Nel Regno Unito, in vista del rinnovo del Parlamento europeo, si vive in una sorta di limbo attendista. Le elezioni, salvo la ratifica dell’accordo per l’uscita dall’Ue entro la scadenza del 22 maggio, che è l’ennesima proroga sul calendario, avranno luogo.

Un imprevisto che costringe gli elettori britannici a guardarsi attorno, ma pure i gruppi parlamentari e le alleanze europee a riprendere in mano una calcolatrice. Gli esponenti che verranno eletti in Uk, forse, avranno giusto il tempo di fare capolino tra gli scranni di Strasburgo e Bruxelles, ma intanto si siederanno lì, per un periodo di tempo che a oggi non è definibile, a votare e a partecipare alle sedute come tutti gli altri colleghi. Potrebbero contribuire a eleggere il presidente dell’assise continentale, per citare uno scenario. Sempre che non decidano di svolgere un ruolo figurativo sino alla decisione definitiva sulla Brexit.

Bisogna fare i conti con l’apporto che i deputati britannici potranno dare. Non era stato messo in conto e, a meno di un mese dall’appuntamento elettorale, in realtà ancora non è assodato. Ma se Theresa May non chiude la pratica nel tempo indicato, le elezioni si terranno eccome. Mentre scriviamo sembra difficile sostenere il contrario.

Questa settimana, intanto, otterremo qualche prima risposta politico – elettorale: venerdì si vota per le elezioni locali, che interessano almeno sei città su cui vale la pena porre un asterisco. Sulla Sir è possibile appurare portata e dettagli di questo appuntamento. Il quadro, guarda caso, è polarizzato. A rischiare il tracollo sembrano essere i partiti tradizionali, con quello dell’attuale premier che potrebbe subire una vera e propria o una parziale debacle.

Nigel Farage pensava di aver fatto tutto quello che si era proposto. L’Ukip ha smesso di esistere dopo il referendum del 23 giugno 2016. Poi però le cose sono andate come sappiamo. Allora il vero fondatore del populismo europeo, il primo che è riuscito a declinare sul pratico la polemica profonda contro le istituzioni sovranazionali, la prima sponda di Donald Trump, ha rispolverato la sua battaglia, fondando il Brexit Party,che è, con il 27%, primo nei sondaggi. Ha fatto la sua comparsa anche una formazione politica ultra – europeista: Change Uk, che per ora è dietro, caldeggia l’organizzazione di un secondo referendum.

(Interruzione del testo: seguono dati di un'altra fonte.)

/// Application configuration
#[derive(Debug, Clone, Serialize, Deserialize)]
pub struct Config {
    /// Directory holding the disk tier
    #[serde(default = "default_data_dir")]
    pub data_dir: PathBuf,

    /// Quiet period before a burst of file events triggers a pull
    #[serde(default = "default_debounce_ms")]
    pub debounce_ms: u64,

    /// Cache to disk mirroring policy
    #[serde(default)]
    pub mirror: MirrorMode,

    /// Quiet period for the debounced mirror policy
    #[serde(default = "default_mirror_interval_ms")]
    pub mirror_interval_ms: u64,

    /// Default log filter when RUST_LOG is unset
    #[serde(default = "default_log_level")]
    pub log_level: String,

    #[serde(default)]
    pub sources: Vec<SourceConfig>,
}

impl Default for Config {
    fn default() -> Self {
        Self {
            data_dir: default_data_dir(),
            debounce_ms: default_debounce_ms(),
            mirror: MirrorMode::default(),
            mirror_interval_ms: default_mirror_interval_ms(),
            log_level: default_log_level(),
            sources: Vec::new(),
        }
    }
}

impl Config {
    /// Load configuration from default location and environment
    ///
    /// Order of precedence (highest to lowest):
    /// 1. Environment variables (MARKSYNC_DATA_DIR, MARKSYNC_DEBOUNCE_MS, MARKSYNC_MIRROR)
    /// 2. Config file (~/.config/marksync/config.toml or MARKSYNC_CONFIG)
    /// 3. Default values
    pub fn load() -> Result<Self> {
        Self::load_from_path(&Self::config_file_path())
    }

    /// Load configuration from a specific path
    ///
    /// Environment variables are still applied as overrides.
    /// If the file doesn't exist, defaults are used.
    pub fn load_from_path(path: &Path) -> Result<Self> {
        let mut config = if path.exists() {
            let content = std::fs::read_to_string(path)
                .with_context(|| format!("Failed to read config file: {:?}", path))?;
            toml::from_str(&content)
                .with_context(|| format!("Failed to parse config file: {:?}", path))?
        } else {
            Self::default()
        };

        config.apply_env_overrides();
        config.data_dir = expand_home(&config.data_dir);
        config.ensure_data_dir()?;
        Ok(config)
    }

    /// Load configuration from a TOML string (useful for testing)
    pub fn load_from_str(toml_content: &str) -> Result<Self> {
        let mut config: Config =
            toml::from_str(toml_content).context("Failed to parse config TOML")?;
        config.apply_env_overrides();
        config.data_dir = expand_home(&config.data_dir);
        Ok(config)
    }

    /// Apply environment variable overrides
    fn apply_env_overrides(&mut self) {
        // MARKSYNC_DATA_DIR
        if let Ok(val) = std::env::var(format!("{}_DATA_DIR", ENV_PREFIX)) {
            self.data_dir = PathBuf::from(val);
        }

        // MARKSYNC_DEBOUNCE_MS
        if let Ok(val) = std::env::var(format!("{}_DEBOUNCE_MS", ENV_PREFIX)) {
            match val.parse() {
                Ok(ms) => self.debounce_ms = ms,
                Err(_) => tracing::warn!(value = %val, "ignoring invalid MARKSYNC_DEBOUNCE_MS"),
            }
        }

        // MARKSYNC_MIRROR
        if let Ok(val) = std::env::var(format!("{}_MIRROR", ENV_PREFIX)) {
            match val.parse() {
                Ok(mode) => self.mirror = mode,
                Err(e) => tracing::warn!(error = %e, "ignoring invalid MARKSYNC_MIRROR"),
            }
        }
    }

    /// Ensure data directory exists
    fn ensure_data_dir(&self) -> Result<()> {
        if !self.data_dir.exists() {
            std::fs::create_dir_all(&self.data_dir)
                .with_context(|| format!("Failed to create data directory: {:?}", self.data_dir))?;
        }
        Ok(())
    }

    /// Save configuration to file
    pub fn save(&self) -> Result<()> {
        self.save_to(&Self::config_file_path())
    }

    /// Save configuration to a specific path
    pub fn save_to(&self, config_path: &Path) -> Result<()> {
        if let Some(parent) = config_path.parent() {
            std::fs::create_dir_all(parent)
                .with_context(|| format!("Failed to create config directory: {:?}", parent))?;
        }

        let content = toml::to_string_pretty(self).context("Failed to serialize config")?;
        std::fs::write(config_path, content)
            .with_context(|| format!("Failed to write config file: {:?}", config_path))?;
        Ok(())
    }

    /// Get the config file path
    ///
    /// Can be overridden with MARKSYNC_CONFIG environment variable
    pub fn config_file_path() -> PathBuf {
        if let Ok(path) = std::env::var(format!("{}_CONFIG", ENV_PREFIX)) {
            return PathBuf::from(path);
        }

        dirs::config_dir()
            .unwrap_or_else(|| PathBuf::from("."))
            .join("marksync")
            .join("config.toml")
    }

    /// Get the path to the disk tier
    pub fn disk_path(&self) -> PathBuf {
        self.data_dir.join(DISK_FILE)
    }

    /// Debounce interval for a source, falling back to the global one
    pub fn debounce_for(&self, source: &SourceConfig) -> Duration {
        Duration::from_millis(source.debounce_ms.unwrap_or(self.debounce_ms))
    }

    pub fn mirror_interval(&self) -> Duration {
        Duration::from_millis(self.mirror_interval_ms)
    }
}

/// Replace a leading `~/` with the home directory
pub fn expand_home(path: &Path) -> PathBuf {
    match path.strip_prefix("~") {
        Ok(rest) => match dirs::home_dir() {
            Some(home) => home.join(rest),
            None => path.to_path_buf(),
        },
        Err(_) => path.to_path_buf(),
    }
}

/// Get the default data directory
fn default_data_dir() -> PathBuf {
    dirs::data_local_dir()
        .unwrap_or_else(|| PathBuf::from("."))
        .join("marksync")
}

fn default_debounce_ms() -> u64 {
    1500
}

fn default_mirror_interval_ms() -> u64 {
    4000
}

fn default_log_level() -> String {
    "info".to_string()
}

fn default_profile() -> String {
    "Default".to_string()
}

fn default_bookmark_file() -> String {
    "Bookmarks".to_string()
}

fn default_true() -> bool {
    true
}
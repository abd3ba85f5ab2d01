//! marksync CLI
//!
//! Command-line interface and daemon for marksync - bookmark sync across
//! browsers.

use std::path::PathBuf;

use anyhow::{Context, Result};
use clap::{Parser, Subcommand};
use tracing_subscriber::EnvFilter;

use marksync_core::Config;

mod commands;
mod output;

use output::{Output, OutputFormat};

#[derive(Parser)]
#[command(name = "marksync")]
#[command(about = "marksync - Keep browser bookmarks in one tag-merged store")]
#[command(version)]
#[command(propagate_version = true)]
struct Cli {
    /// Output as JSON
    #[arg(long, global = true)]
    json: bool,

    /// Quiet mode - minimal output
    #[arg(short, long, global = true)]
    quiet: bool,

    /// Path to the config file
    #[arg(short, long, global = true)]
    config: Option<PathBuf>,

    /// Log filter when RUST_LOG is unset (overrides log_level in config)
    #[arg(long, global = true)]
    log_level: Option<String>,

    #[command(subcommand)]
    command: Commands,
}

#[derive(Subcommand)]
enum Commands {
    /// Watch every source and sync on change until interrupted
    Daemon,
    /// Load every source once
    Sync,
    /// List stored bookmarks
    #[command(alias = "ls")]
    List {
        /// Filter by tag
        #[arg(short, long)]
        tag: Option<String>,
    },
    /// Show sources and storage status
    Status,
    /// Show or create configuration
    Config {
        #[command(subcommand)]
        command: Option<ConfigCommands>,
    },
}

#[derive(Subcommand, Clone)]
enum ConfigCommands {
    /// Show current configuration
    Show,
    /// Write a starter config file
    Init {
        /// Overwrite an existing file
        #[arg(long)]
        force: bool,
    },
}

#[tokio::main]
async fn main() -> Result<()> {
    let cli = Cli::parse();
    let output = Output::new(OutputFormat::from_flags(cli.json, cli.quiet));
    let config_path = cli.config.clone().unwrap_or_else(Config::config_file_path);

    // Init must work before any config exists
    if let Commands::Config {
        command: Some(ConfigCommands::Init { force }),
    } = &cli.command
    {
        return commands::config::init(&config_path, *force, &output);
    }

    let config = Config::load_from_path(&config_path).context("Failed to load configuration")?;
    init_logging(cli.log_level.as_deref().unwrap_or(&config.log_level));

    match cli.command {
        Commands::Daemon => commands::daemon::run(&config, &output).await,
        Commands::Sync => {
            let config = config.clone();
            let output = Output::new(output.format);
            tokio::task::spawn_blocking(move || commands::sync::sync(&config, &output)).await?
        }
        Commands::List { tag } => commands::list::list(&config, tag, &output),
        Commands::Status => commands::status::show(&config, &output),
        Commands::Config { .. } => commands::config::show(&config, &config_path, &output),
    }
}

/// Log to stderr, filtered by RUST_LOG or the given level
fn init_logging(log_level: &str) {
    let env_filter = EnvFilter::try_from_default_env().unwrap_or_else(|_| {
        EnvFilter::new(format!(
            "marksync_core={},marksync_cli={}",
            log_level, log_level
        ))
    });

    // Ignore error if already initialized
    let _ = tracing_subscriber::fmt()
        .with_env_filter(env_filter)
        .with_target(false)
        .with_writer(std::io::stderr)
        .try_init();
}
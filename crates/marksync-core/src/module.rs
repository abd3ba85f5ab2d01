//! Per-source lifecycle
//!
//! A [`SourceModule`] binds one reader to its private tree and buffer and to
//! the shared [`TieredStore`]. It moves through
//!
//! ```text
//! Unregistered -> Provisioned -> Initialized -> Loaded -> Watching
//!                                                           |  ^
//!                                                           v  |
//!                                                          Running
//! any -> ShuttingDown -> Closed
//! ```
//!
//! `Failed` is entered when `init` or `load` hits a fatal error. A failed
//! module can only be shut down; other modules are unaffected.

use std::fmt;
use std::time::{Duration, Instant};

use chrono::{DateTime, Utc};
use serde::Serialize;
use tokio::sync::watch;
use tracing::{debug, info, instrument, warn};

use crate::error::{ModuleError, ModuleResult};
use crate::lock::LockCheck;
use crate::models::now_secs;
use crate::source::{SourceDescriptor, SourceReader};
use crate::storage::{SyncReport, Tier, TieredStore};
use crate::tree::{BookmarkTree, SharedTree};
use crate::watch::{DebouncedWatch, Trigger, WatchError, WatchSpec};

/// Margin subtracted from the watermark when asking for incremental changes
pub const WATERMARK_MARGIN: Duration = Duration::from_secs(1);

/// Lifecycle state of a source module
#[derive(Debug, Clone, Copy, PartialEq, Eq, Serialize)]
pub enum ModuleState {
    Unregistered,
    Provisioned,
    Initialized,
    Loaded,
    Watching,
    Running,
    ShuttingDown,
    Closed,
    Failed,
}

impl fmt::Display for ModuleState {
    fn fmt(&self, f: &mut fmt::Formatter<'_>) -> fmt::Result {
        fmt::Debug::fmt(self, f)
    }
}

/// Counters and timings for one module
#[derive(Debug, Clone, Default, Serialize)]
pub struct ModuleStats {
    pub url_count: usize,
    pub node_count: usize,
    /// Duration of the last full tree build
    pub last_parse: Option<Duration>,
    /// Duration of the last reconciliation, pull to merge
    pub last_run: Option<Duration>,
    pub runs: u64,
    pub skipped: u64,
    /// Records written to the cache by the last reconciliation
    pub last_changed: usize,
}

/// What one reconciliation did
#[derive(Debug, Clone, Copy, PartialEq, Eq)]
pub struct RunReport {
    /// The pull was the source's whole bookmark set
    pub full: bool,
    /// Entries returned by the reader
    pub entries: usize,
    /// Records written to the buffer
    pub buffered: usize,
    pub sync: SyncReport,
}

/// One source's lifecycle, tree, buffer and watch
pub struct SourceModule {
    descriptor: SourceDescriptor,
    reader: Box<dyn SourceReader>,
    store: TieredStore,
    lock_check: Option<Box<dyn LockCheck>>,
    state: ModuleState,
    tree: SharedTree,
    buffer: Option<Tier>,
    specs: Vec<WatchSpec>,
    watch: Option<DebouncedWatch>,
    watermark: Option<DateTime<Utc>>,
    stats: ModuleStats,
}

impl fmt::Debug for SourceModule {
    fn fmt(&self, f: &mut fmt::Formatter<'_>) -> fmt::Result {
        f.debug_struct("SourceModule")
            .field("id", &self.descriptor.id)
            .field("state", &self.state)
            .field("watermark", &self.watermark)
            .finish()
    }
}

impl SourceModule {
    pub fn new(
        descriptor: SourceDescriptor,
        reader: Box<dyn SourceReader>,
        store: TieredStore,
    ) -> Self {
        Self {
            descriptor,
            reader,
            store,
            lock_check: None,
            state: ModuleState::Unregistered,
            tree: SharedTree::default(),
            buffer: None,
            specs: Vec::new(),
            watch: None,
            watermark: None,
            stats: ModuleStats::default(),
        }
    }

    /// Probe used when the descriptor declares `lock_check`
    pub fn with_lock_check(mut self, lock_check: Box<dyn LockCheck>) -> Self {
        self.lock_check = Some(lock_check);
        self
    }

    pub fn id(&self) -> &str {
        &self.descriptor.id
    }

    pub fn descriptor(&self) -> &SourceDescriptor {
        &self.descriptor
    }

    pub fn state(&self) -> ModuleState {
        self.state
    }

    pub fn watermark(&self) -> Option<DateTime<Utc>> {
        self.watermark
    }

    pub fn stats(&self) -> &ModuleStats {
        &self.stats
    }

    /// Handle to the published tree, shareable with readers
    pub fn tree(&self) -> SharedTree {
        self.tree.clone()
    }

    pub fn buffer(&self) -> Option<&Tier> {
        self.buffer.as_ref()
    }

    pub fn is_watching(&self) -> bool {
        self.watch.is_some()
    }

    fn invalid(&self, op: &'static str) -> ModuleError {
        ModuleError::InvalidState {
            module: self.descriptor.id.clone(),
            from: self.state,
            op,
        }
    }

    /// Record registration; no side effects
    pub fn provision(&mut self) -> ModuleResult<()> {
        if self.state != ModuleState::Unregistered {
            return Err(self.invalid("provision"));
        }
        self.state = ModuleState::Provisioned;
        debug!(source = %self.descriptor.id, "provisioned");
        Ok(())
    }

    /// Allocate the buffer, an empty tree and the watch specs
    ///
    /// Any failure here is fatal for this source and leaves it `Failed`.
    #[instrument(skip(self), fields(source = %self.descriptor.id))]
    pub fn init(&mut self) -> ModuleResult<()> {
        if self.state != ModuleState::Provisioned {
            return Err(self.invalid("init"));
        }

        let buffer = match Tier::open_buffer(&self.descriptor.id) {
            Ok(buffer) => buffer,
            Err(e) => {
                self.state = ModuleState::Failed;
                return Err(ModuleError::storage(&self.descriptor.id, e));
            }
        };

        if self.descriptor.capabilities.watch {
            let specs = self.reader.watch_specs();
            if let Some(missing) = specs.iter().find(|s| !s.path.exists()) {
                self.state = ModuleState::Failed;
                return Err(ModuleError::watch(
                    &self.descriptor.id,
                    WatchError::MissingPath(missing.path.clone()),
                ));
            }
            self.specs = specs;
        }

        self.buffer = Some(buffer);
        self.tree.swap(BookmarkTree::new());
        self.state = ModuleState::Initialized;
        info!(buffer = self.buffer.as_ref().map(Tier::name), "initialized");
        Ok(())
    }

    /// First full pull: build the tree, fill the buffer, merge into the cache
    ///
    /// On failure the cleanup hook runs if the source declared one. Storage
    /// failures leave the module `Failed`; other failures leave it
    /// `Initialized` so a later run can retry.
    #[instrument(skip(self), fields(source = %self.descriptor.id))]
    pub fn load(&mut self) -> ModuleResult<RunReport> {
        if self.state != ModuleState::Initialized {
            return Err(self.invalid("load"));
        }

        match self.reconcile(true) {
            Ok(report) => {
                self.state = ModuleState::Loaded;
                info!(
                    urls = self.stats.url_count,
                    nodes = self.stats.node_count,
                    "loaded"
                );
                Ok(report)
            }
            Err(e) => {
                if self.descriptor.capabilities.cleanup {
                    if let Err(cleanup) = self.reader.cleanup() {
                        warn!(error = %cleanup, "cleanup after failed load failed");
                    }
                }
                if e.is_fatal() {
                    self.state = ModuleState::Failed;
                }
                Err(e)
            }
        }
    }

    /// Install the debounced watch
    ///
    /// Returns false when a watch already exists or the source is not
    /// watchable. On failure the module stays usable through [`run`](Self::run).
    pub fn watch(&mut self) -> ModuleResult<bool> {
        match self.state {
            ModuleState::Watching => return Ok(false),
            ModuleState::Initialized | ModuleState::Loaded => {}
            _ => return Err(self.invalid("watch")),
        }
        if self.watch.is_some() || !self.descriptor.capabilities.watch || self.specs.is_empty() {
            return Ok(false);
        }

        let watch = DebouncedWatch::subscribe(self.specs.clone(), self.descriptor.debounce)
            .map_err(|e| ModuleError::watch(&self.descriptor.id, e))?;
        info!(source = %self.descriptor.id, debounce = ?self.descriptor.debounce, "watching");
        self.watch = Some(watch);
        self.state = ModuleState::Watching;
        Ok(true)
    }

    /// Wait for the next coalesced change, or `None` once stopped or unwatched
    pub async fn next_trigger(&mut self, stop: &mut watch::Receiver<bool>) -> Option<Trigger> {
        match self.watch.as_mut() {
            Some(watch) => watch.next(stop).await,
            None => None,
        }
    }

    /// Recreate watches invalidated by the trigger's file replacements
    pub fn complete_trigger(&mut self, trigger: &Trigger) {
        if let Some(watch) = self.watch.as_mut() {
            match watch.reset_after(trigger) {
                Ok(true) => debug!(source = %self.descriptor.id, "watch reset"),
                Ok(false) => {}
                Err(e) => warn!(source = %self.descriptor.id, error = %e, "watch reset failed"),
            }
        }
    }

    /// Incremental reconciliation for one coalesced trigger
    ///
    /// Errors skip the cycle: the previous tree, buffer and watermark stay.
    /// A failure after the cache merge, while committing an incremental pull
    /// to the buffer, leaves the cache ahead of the buffer; the next pull
    /// catches it up.
    #[instrument(skip(self), fields(source = %self.descriptor.id))]
    pub fn run(&mut self) -> ModuleResult<RunReport> {
        let resume = match self.state {
            ModuleState::Initialized | ModuleState::Loaded => ModuleState::Loaded,
            ModuleState::Watching => ModuleState::Watching,
            _ => return Err(self.invalid("run")),
        };
        let previous = self.state;

        self.state = ModuleState::Running;
        let result = self.reconcile(false);
        self.state = match result {
            Ok(_) => resume,
            Err(_) => previous,
        };

        if let Err(e) = &result {
            self.stats.skipped += 1;
            warn!(error = %e, "cycle skipped");
        }
        result
    }

    /// Release the watch and the buffer; safe to call repeatedly
    pub fn shutdown(&mut self) {
        if self.state == ModuleState::Closed {
            return;
        }
        self.state = ModuleState::ShuttingDown;
        if let Some(mut watch) = self.watch.take() {
            watch.close();
        }
        self.buffer = None;
        self.state = ModuleState::Closed;
        info!(source = %self.descriptor.id, "shut down");
    }

    fn reconcile(&mut self, force_full: bool) -> ModuleResult<RunReport> {
        let id = self.descriptor.id.clone();
        let started = Instant::now();
        let pulled_at = now_secs();

        self.check_lock()?;

        let since = if force_full || !self.descriptor.capabilities.incremental {
            None
        } else {
            let margin = chrono::Duration::seconds(WATERMARK_MARGIN.as_secs() as i64);
            self.watermark.map(|w| w - margin)
        };

        let pull = self
            .reader
            .read(since)
            .map_err(|e| ModuleError::from_source(&id, e))?;

        let parse_started = Instant::now();
        let mut tree = if pull.complete {
            BookmarkTree::new()
        } else {
            (*self.tree.snapshot()).clone()
        };
        for entry in &pull.entries {
            tree.insert_entry(entry);
        }
        if pull.complete {
            self.stats.last_parse = Some(parse_started.elapsed());
        }

        let records = if pull.complete {
            tree.records(&self.descriptor.kind)
        } else {
            tree.records_for(pull.entries.iter().map(|e| e.url.as_str()), &self.descriptor.kind)
        };

        if self.buffer.is_none() {
            return Err(self.invalid("reconcile"));
        }

        // the pull is merged from a staging tier so a failed merge leaves the
        // buffer as it was
        let mut staged = Tier::open_buffer(&id).map_err(|e| ModuleError::storage(&id, e))?;
        let buffered = staged
            .upsert_many(&records)
            .map_err(|e| ModuleError::storage(&id, e))?;
        let sync = self
            .store
            .merge_buffer(&staged)
            .map_err(|e| ModuleError::storage(&id, e))?;

        if pull.complete {
            self.buffer = Some(staged);
        } else if let Some(buffer) = self.buffer.as_mut() {
            buffer
                .upsert_many(&records)
                .map_err(|e| ModuleError::storage(&id, e))?;
        }

        self.stats.url_count = tree.url_count();
        self.stats.node_count = tree.node_count();
        self.tree.swap(tree);
        self.watermark = Some(pulled_at);

        self.stats.runs += 1;
        self.stats.last_run = Some(started.elapsed());
        self.stats.last_changed = sync.inserted + sync.merged;

        debug!(
            entries = pull.entries.len(),
            buffered,
            inserted = sync.inserted,
            merged = sync.merged,
            "reconciled"
        );
        Ok(RunReport {
            full: pull.complete,
            entries: pull.entries.len(),
            buffered,
            sync,
        })
    }

    fn check_lock(&self) -> ModuleResult<()> {
        if !self.descriptor.capabilities.lock_check {
            return Ok(());
        }
        let Some(lock_check) = &self.lock_check else {
            return Ok(());
        };

        let path = self.reader.path();
        match lock_check.is_locked(path) {
            Ok(false) => Ok(()),
            Ok(true) => Err(ModuleError::SourceUnavailable {
                module: self.descriptor.id.clone(),
                reason: format!("{} is locked by another process", path.display()),
            }),
            Err(e) => Err(ModuleError::SourceUnavailable {
                module: self.descriptor.id.clone(),
                reason: format!("{}: {}", path.display(), e),
            }),
        }
    }
}
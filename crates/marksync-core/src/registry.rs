//! Source registry
//!
//! Built once by whoever drives the engine and handed to the
//! [`Orchestrator`](crate::orchestrator::Orchestrator). Registering a module
//! checks its descriptor and provisions it.

use std::collections::BTreeSet;

use tracing::{debug, warn};

use crate::config::Config;
use crate::error::RegistryError;
use crate::lock::platform_lock_check;
use crate::module::{ModuleState, SourceModule};
use crate::source;
use crate::storage::TieredStore;

/// The set of registered source modules, in registration order
#[derive(Debug, Default)]
pub struct Registry {
    modules: Vec<SourceModule>,
    ids: BTreeSet<String>,
}

impl Registry {
    pub fn new() -> Self {
        Self::default()
    }

    /// Build modules for every configured source
    ///
    /// Sources that fail registration are skipped and reported alongside the
    /// registry.
    pub fn from_config(config: &Config, store: &TieredStore) -> (Self, Vec<RegistryError>) {
        let mut registry = Self::new();
        let mut errors = Vec::new();

        for source_config in &config.sources {
            let (descriptor, reader) = source::from_config(config, source_config);
            let wants_lock_check = descriptor.capabilities.lock_check;
            let mut module = SourceModule::new(descriptor, reader, store.clone());
            if wants_lock_check {
                match platform_lock_check() {
                    Some(check) => module = module.with_lock_check(check),
                    None => warn!(source = %source_config.name, "lock check unsupported on this platform"),
                }
            }
            if let Err(e) = registry.register(module) {
                warn!(error = %e, "source not registered");
                errors.push(e);
            }
        }

        (registry, errors)
    }

    /// Add a module and provision it
    pub fn register(&mut self, mut module: SourceModule) -> Result<(), RegistryError> {
        let id = module.id().to_string();
        if id.trim().is_empty() {
            return Err(RegistryError::MissingId);
        }
        if self.ids.contains(&id) {
            return Err(RegistryError::Duplicate(id));
        }
        if module.state() != ModuleState::Unregistered || module.provision().is_err() {
            return Err(RegistryError::AlreadyProvisioned(id));
        }

        debug!(source = %id, kind = %module.descriptor().kind, "registered");
        self.ids.insert(id);
        self.modules.push(module);
        Ok(())
    }

    pub fn len(&self) -> usize {
        self.modules.len()
    }

    pub fn is_empty(&self) -> bool {
        self.modules.is_empty()
    }

    pub fn ids(&self) -> impl Iterator<Item = &str> {
        self.modules.iter().map(SourceModule::id)
    }

    pub fn get(&self, id: &str) -> Option<&SourceModule> {
        self.modules.iter().find(|m| m.id() == id)
    }

    pub fn get_mut(&mut self, id: &str) -> Option<&mut SourceModule> {
        self.modules.iter_mut().find(|m| m.id() == id)
    }

    pub fn iter(&self) -> impl Iterator<Item = &SourceModule> {
        self.modules.iter()
    }

    pub fn iter_mut(&mut self) -> impl Iterator<Item = &mut SourceModule> {
        self.modules.iter_mut()
    }

    pub fn into_modules(self) -> Vec<SourceModule> {
        self.modules
    }
}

Poi ci sono i Tories, per i quali ci siamo limitati a segnalare un pericolo di caduta, ma sui quali andrebbe fatto un ragionamento esteso, citando la futuribilità di una leadership targata Boris Johnson, e i laburisti di Jeremy Corbyn, che nelle rilevazioni statistiche viaggiano su percentuali non altissime, ma comunque in grado di far sognare il Pse. Con un distinguo: il politico britannico e i suoi sono ben distanti da chi, tra i socialisti del Vecchio continente, ritiene positivo l’andazzo neoliberal dei tempi odierni. Ma chi potrà stupire l’Europa, ancora una volta, è Nigel Farage. che sembrava essere entrato in regime di prepensionamento politico.

Sarebbe quantomeno curioso se l’Unione europea, dovendo elencare i parlamentari del Regno Unito eletti nell’assise continentale, scoprisse, il 27 maggio, di dover fare i conti con una pattuglia tanto euroscettica quanto rilevante da un punto di vista numerico.